To better understand the mechanism of the manipulation of the emission of UCNPs by the photonic crystals, we chose the amorphous layer of CdS and the sandwich structure as examples to clarify the effect of the photonic bandgap on the luminescence of the UCNPs. According to Fermi's golden rule,36 the radiative decay is linearly related to the DOS (density of optical states), and the existence of a bandgap in photonic crystals can redistribute the DOS. Importantly, the fluorescence lifetimes of green emission (Fig. 3a) and red emission (Fig. 3b) of NaYF4:Yb3+,Er3+ are dramatically decreased on the bottom and top sides, respectively, of the sandwich structure compared with the amorphous layer of CdS, while the emission intensities of red and green are increased on the top and bottom sides, respectively, which is very consistent with the theory. Subsequently, the dependence of Er3+ emission in the sandwich structure on excitation power was analysed (Fig. 3c and d) and the emissions at ∼544 nm and 654 nm of the UCNPs at different sides of the sandwich structure were both found to follow two-photon processes, which demonstrated that the bandgaps of the photonic crystals have no effect on the process of optical upconversion.

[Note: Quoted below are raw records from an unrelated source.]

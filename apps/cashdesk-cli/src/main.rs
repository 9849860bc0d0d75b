//! # Cashdesk CLI Entry Point
//!
//! ## Usage
//! ```bash
//! # Collect 12.50 in cash
//! cargo run -p cashdesk-cli -- 12.50
//!
//! # With an explicit config file
//! cargo run -p cashdesk-cli -- 12.50 --config ./tender.toml
//! ```
//!
//! Exit codes: 0 paid, 1 cancelled, 2 bad arguments or configuration.

#[tokio::main(flavor = "current_thread")]
async fn main() {
    let code = cashdesk_cli::run().await;
    // Exit here: a pending stdin read would otherwise hold up runtime shutdown
    std::process::exit(code);
}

image file: c8nh00136g-f3.tif
Fig. 3 Luminescence decay curves of (a) the green emission of Er3+ ions in amorphous layer of CdS composite film C1 and in sandwich structure composite PC films C (detected from the green emission side), (b) the red emission of Er3+ ions in amorphous layer of CdS composite film C1 and in sandwich structure composite PC film C3 (detected from the red emission side), (c and d) the log–log variation curves of green and red upconversion luminescence intensity as a function of laser power for sandwich structure at different sides.

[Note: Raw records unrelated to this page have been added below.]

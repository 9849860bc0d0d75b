//! # cashdesk-core: Pure Business Logic for the Cash Desk
//!
//! Value types and rules shared by the tender controller and its shells.
//! Nothing in here touches a terminal, a file or a clock.
//!
//! ## Architecture Position
//! ```text
//! ┌─────────────────────────────────────────────────────────────────────────┐
//! │                        Cashdesk Architecture                            │
//! │                                                                         │
//! │  ┌─────────────────────────────────────────────────────────────────┐   │
//! │  │                 Presentation (TerminalView, ...)                │   │
//! │  └─────────────────────────────┬───────────────────────────────────┘   │
//! │                                │ ViewEvent / display commands           │
//! │  ┌─────────────────────────────▼───────────────────────────────────┐   │
//! │  │               cashdesk-tender (CashPaymentController)           │   │
//! │  └─────────────────────────────┬───────────────────────────────────┘   │
//! │                                │                                        │
//! │  ┌─────────────────────────────▼───────────────────────────────────┐   │
//! │  │               ★ cashdesk-core (THIS CRATE) ★                    │   │
//! │  │                                                                 │   │
//! │  │   ┌───────────┐  ┌───────────┐  ┌───────────┐                   │   │
//! │  │   │   money   │  │   types   │  │ validation│                   │   │
//! │  │   │   Money   │  │  Outcome  │  │  amount   │                   │   │
//! │  │   │           │  │    Key    │  │   text    │                   │   │
//! │  │   └───────────┘  └───────────┘  └───────────┘                   │   │
//! │  └─────────────────────────────────────────────────────────────────┘   │
//! └─────────────────────────────────────────────────────────────────────────┘
//! ```
//!
//! ## Modules
//!
//! - [`money`] - Money type with integer arithmetic (no floating point!)
//! - [`types`] - Tender outcome and key classification
//! - [`error`] - Domain error types
//! - [`validation`] - Amount text rules
//!
//! ## Example Usage
//!
//! ```rust
//! use cashdesk_core::Money;
//!
//! let due = Money::create("10.00").unwrap();
//! let tendered = Money::create("12,50").unwrap();
//!
//! let change = due.subtract(tendered);
//! assert!(change.is_less_or_equal_zero());
//! assert_eq!(change.format(true), "-2.50");
//! ```

// =============================================================================
// Module Declarations
// =============================================================================

pub mod error;
pub mod money;
pub mod types;
pub mod validation;

// =============================================================================
// Re-exports for Convenience
// =============================================================================

pub use error::{CoreError, CoreResult, ValidationError};
pub use money::Money;
pub use types::*;

// =============================================================================
// Crate-Level Constants
// =============================================================================

/// Marker shown in place of the change amount while the tendered text is
/// not a valid amount.
pub const ERROR_MARKER: &str = " Err ";

/// Maximum digits accepted before the decimal separator.
///
/// Nine digits keeps every parsed amount far away from `i64` overflow,
/// even after subtracting it from another parsed amount.
pub const MAX_AMOUNT_DIGITS: usize = 9;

To further prove the effectiveness of the photonic crystals in enhancing the emission intensity of the UCNPs, the red emissions of NaYF4:Yb3+/Er3+ in C-2 and C-3 are compared in Fig. 4a. It is obvious that the existence of photonic crystals with a bandgap at 660 nm on the bottom of C-2 enhanced the red emission of NaYF4:Yb3+/Er3+ from the top side, which verifies the near field enhancing effect of the photonic crystals. This prevents the red emission from being transmitted to the bottom side and enhances its emission from the top side. Thus, the sandwich structure realized the separating and enhancing of the red and green emission of the UCNPs simultaneously. Furthermore, the ratio of green to red (RGR) in C-3 is further reduced, that is to say the red emission detected from the top side is purer than that in C-2 (Fig. 4b).


image file: c8nh00136g-f4.tif
Fig. 4 (a) The upconversion emission spectra of NaYF4:Yb3+/Er3+ in C-2 and C-3; (b) RGR of NaYF4:Yb3+/Er3+ in C-2 and C-3.

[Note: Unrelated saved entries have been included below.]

//! # Tender Configuration
//!
//! ## Configuration Sources
//! ```text
//! ┌─────────────────────────────────────────────────────────────────────────┐
//! │                    Configuration Priority                               │
//! │                                                                         │
//! │  1. Environment Variables (highest priority)                            │
//! │     CASHDESK_ERROR_MARKER=" ERR "                                       │
//! │     CASHDESK_CURRENCY_SYMBOL="€"                                        │
//! │     CASHDESK_STRICT_CONFIRM=true                                        │
//! │                                                                         │
//! │  2. TOML Config File                                                    │
//! │     ~/.config/cashdesk/tender.toml (Linux)                              │
//! │                                                                         │
//! │  3. Default Values (lowest priority)                                    │
//! └─────────────────────────────────────────────────────────────────────────┘
//! ```
//!
//! ## Configuration File Format
//! ```toml
//! [display]
//! error_marker = " Err "
//! currency_symbol = "€"
//!
//! [behavior]
//! strict_confirm = false
//! ```

use cashdesk_core::{Money, ERROR_MARKER};
use serde::{Deserialize, Serialize};
use std::path::PathBuf;
use tracing::{debug, info, warn};

use crate::error::{TenderError, TenderResult};

// =============================================================================
// Display Settings
// =============================================================================

/// How amounts and errors are presented.
#[derive(Debug, Clone, PartialEq, Eq, Serialize, Deserialize)]
pub struct DisplaySettings {
    /// Shown in place of the change amount while the tendered text is invalid.
    #[serde(default = "default_error_marker")]
    pub error_marker: String,

    /// Appended to amounts by views that render a currency.
    #[serde(default)]
    pub currency_symbol: String,
}

fn default_error_marker() -> String {
    ERROR_MARKER.to_string()
}

impl Default for DisplaySettings {
    fn default() -> Self {
        DisplaySettings {
            error_marker: default_error_marker(),
            currency_symbol: String::new(),
        }
    }
}

// =============================================================================
// Behavior Settings
// =============================================================================

#[derive(Debug, Clone, Default, PartialEq, Eq, Serialize, Deserialize)]
pub struct BehaviorSettings {
    /// When set, a confirm request with insufficient funds is ignored even
    /// if it comes from the confirm control. Off by default: the control's
    /// enabled state is then the only gate on that path.
    #[serde(default)]
    pub strict_confirm: bool,
}

// =============================================================================
// Main Tender Configuration
// =============================================================================

/// Complete tender configuration.
#[derive(Debug, Clone, Default, PartialEq, Eq, Serialize, Deserialize)]
pub struct TenderConfig {
    #[serde(default)]
    pub display: DisplaySettings,

    #[serde(default)]
    pub behavior: BehaviorSettings,
}

impl TenderConfig {
    /// Loads configuration from file, environment, and defaults.
    ///
    /// ## Load Order (later overrides earlier)
    /// 1. Default values
    /// 2. Config file (tender.toml)
    /// 3. Environment variables
    pub fn load(config_path: Option<PathBuf>) -> TenderResult<Self> {
        let mut config = Self::default();

        if let Some(path) = config_path.or_else(Self::default_config_path) {
            if path.exists() {
                info!(?path, "Loading tender config from file");
                let contents = std::fs::read_to_string(&path)?;
                config = toml::from_str(&contents)?;
            } else {
                debug!(?path, "Config file not found, using defaults");
            }
        }

        config.apply_env_overrides();
        config.validate()?;

        Ok(config)
    }

    /// Loads config or returns default if load fails.
    pub fn load_or_default(config_path: Option<PathBuf>) -> Self {
        Self::load(config_path).unwrap_or_else(|e| {
            warn!("Failed to load tender config: {}. Using defaults.", e);
            Self::default()
        })
    }

    /// Saves configuration to file.
    pub fn save(&self, config_path: Option<PathBuf>) -> TenderResult<()> {
        let path = config_path
            .or_else(Self::default_config_path)
            .ok_or_else(|| TenderError::ConfigSaveFailed("No config path available".into()))?;

        if let Some(parent) = path.parent() {
            std::fs::create_dir_all(parent)?;
        }

        let contents = toml::to_string_pretty(self)?;
        std::fs::write(&path, contents)?;

        info!(?path, "Tender config saved");
        Ok(())
    }

    /// Validates the configuration.
    pub fn validate(&self) -> TenderResult<()> {
        let marker = &self.display.error_marker;

        if marker.trim().is_empty() {
            return Err(TenderError::InvalidConfig(
                "error_marker must not be blank".into(),
            ));
        }

        // The marker replaces a numeric value; it must never read as one
        if Money::is_value_valid(marker) {
            return Err(TenderError::InvalidConfig(format!(
                "error_marker must not look like an amount, got: {:?}",
                marker
            )));
        }

        Ok(())
    }

    /// Applies environment variable overrides.
    fn apply_env_overrides(&mut self) {
        self.apply_overrides(|key| std::env::var(key).ok());
    }

    /// Applies overrides from any key lookup (the environment in production).
    pub fn apply_overrides<F>(&mut self, lookup: F)
    where
        F: Fn(&str) -> Option<String>,
    {
        if let Some(marker) = lookup("CASHDESK_ERROR_MARKER") {
            debug!(marker = %marker, "Overriding error marker from environment");
            self.display.error_marker = marker;
        }

        if let Some(symbol) = lookup("CASHDESK_CURRENCY_SYMBOL") {
            self.display.currency_symbol = symbol;
        }

        if let Some(flag) = lookup("CASHDESK_STRICT_CONFIRM") {
            match parse_flag(&flag) {
                Some(strict) => {
                    debug!(strict, "Overriding strict confirm from environment");
                    self.behavior.strict_confirm = strict;
                }
                None => warn!(value = %flag, "Unknown CASHDESK_STRICT_CONFIRM value"),
            }
        }
    }

    /// Returns the default config file path.
    pub fn default_config_path() -> Option<PathBuf> {
        directories::ProjectDirs::from("com", "cashdesk", "cashdesk")
            .map(|dirs| dirs.config_dir().join("tender.toml"))
    }
}

fn parse_flag(value: &str) -> Option<bool> {
    match value.trim().to_lowercase().as_str() {
        "1" | "true" | "yes" | "on" => Some(true),
        "0" | "false" | "no" | "off" => Some(false),
        _ => None,
    }
}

For comparison, a highly ordered photonic crystal with a bandgap at 540 nm was also fabricated with 270 nm PS (polystyrene) spheres (denoted as C-4), which has a lower refractive index (1.59) than CdS (2.5).36 The reflection spectrum in Fig. 5a confirmed the existence of a bandgap at 538 nm, which is overlapped with the green emission of the UCNPs. However, in striking contrast, coating a layer of this photonic crystal on the surface of the UCNPs layer cannot filter the green light to prevent its emission from the top side (Fig. 5b), in spite of the existence of the bandgap. This phenomenon may be due to the lower refractive index of PS than that of CdS. This result indicates that photonic crystals made up of building blocks with higher refractive index have a stronger ability to manipulate light propagation.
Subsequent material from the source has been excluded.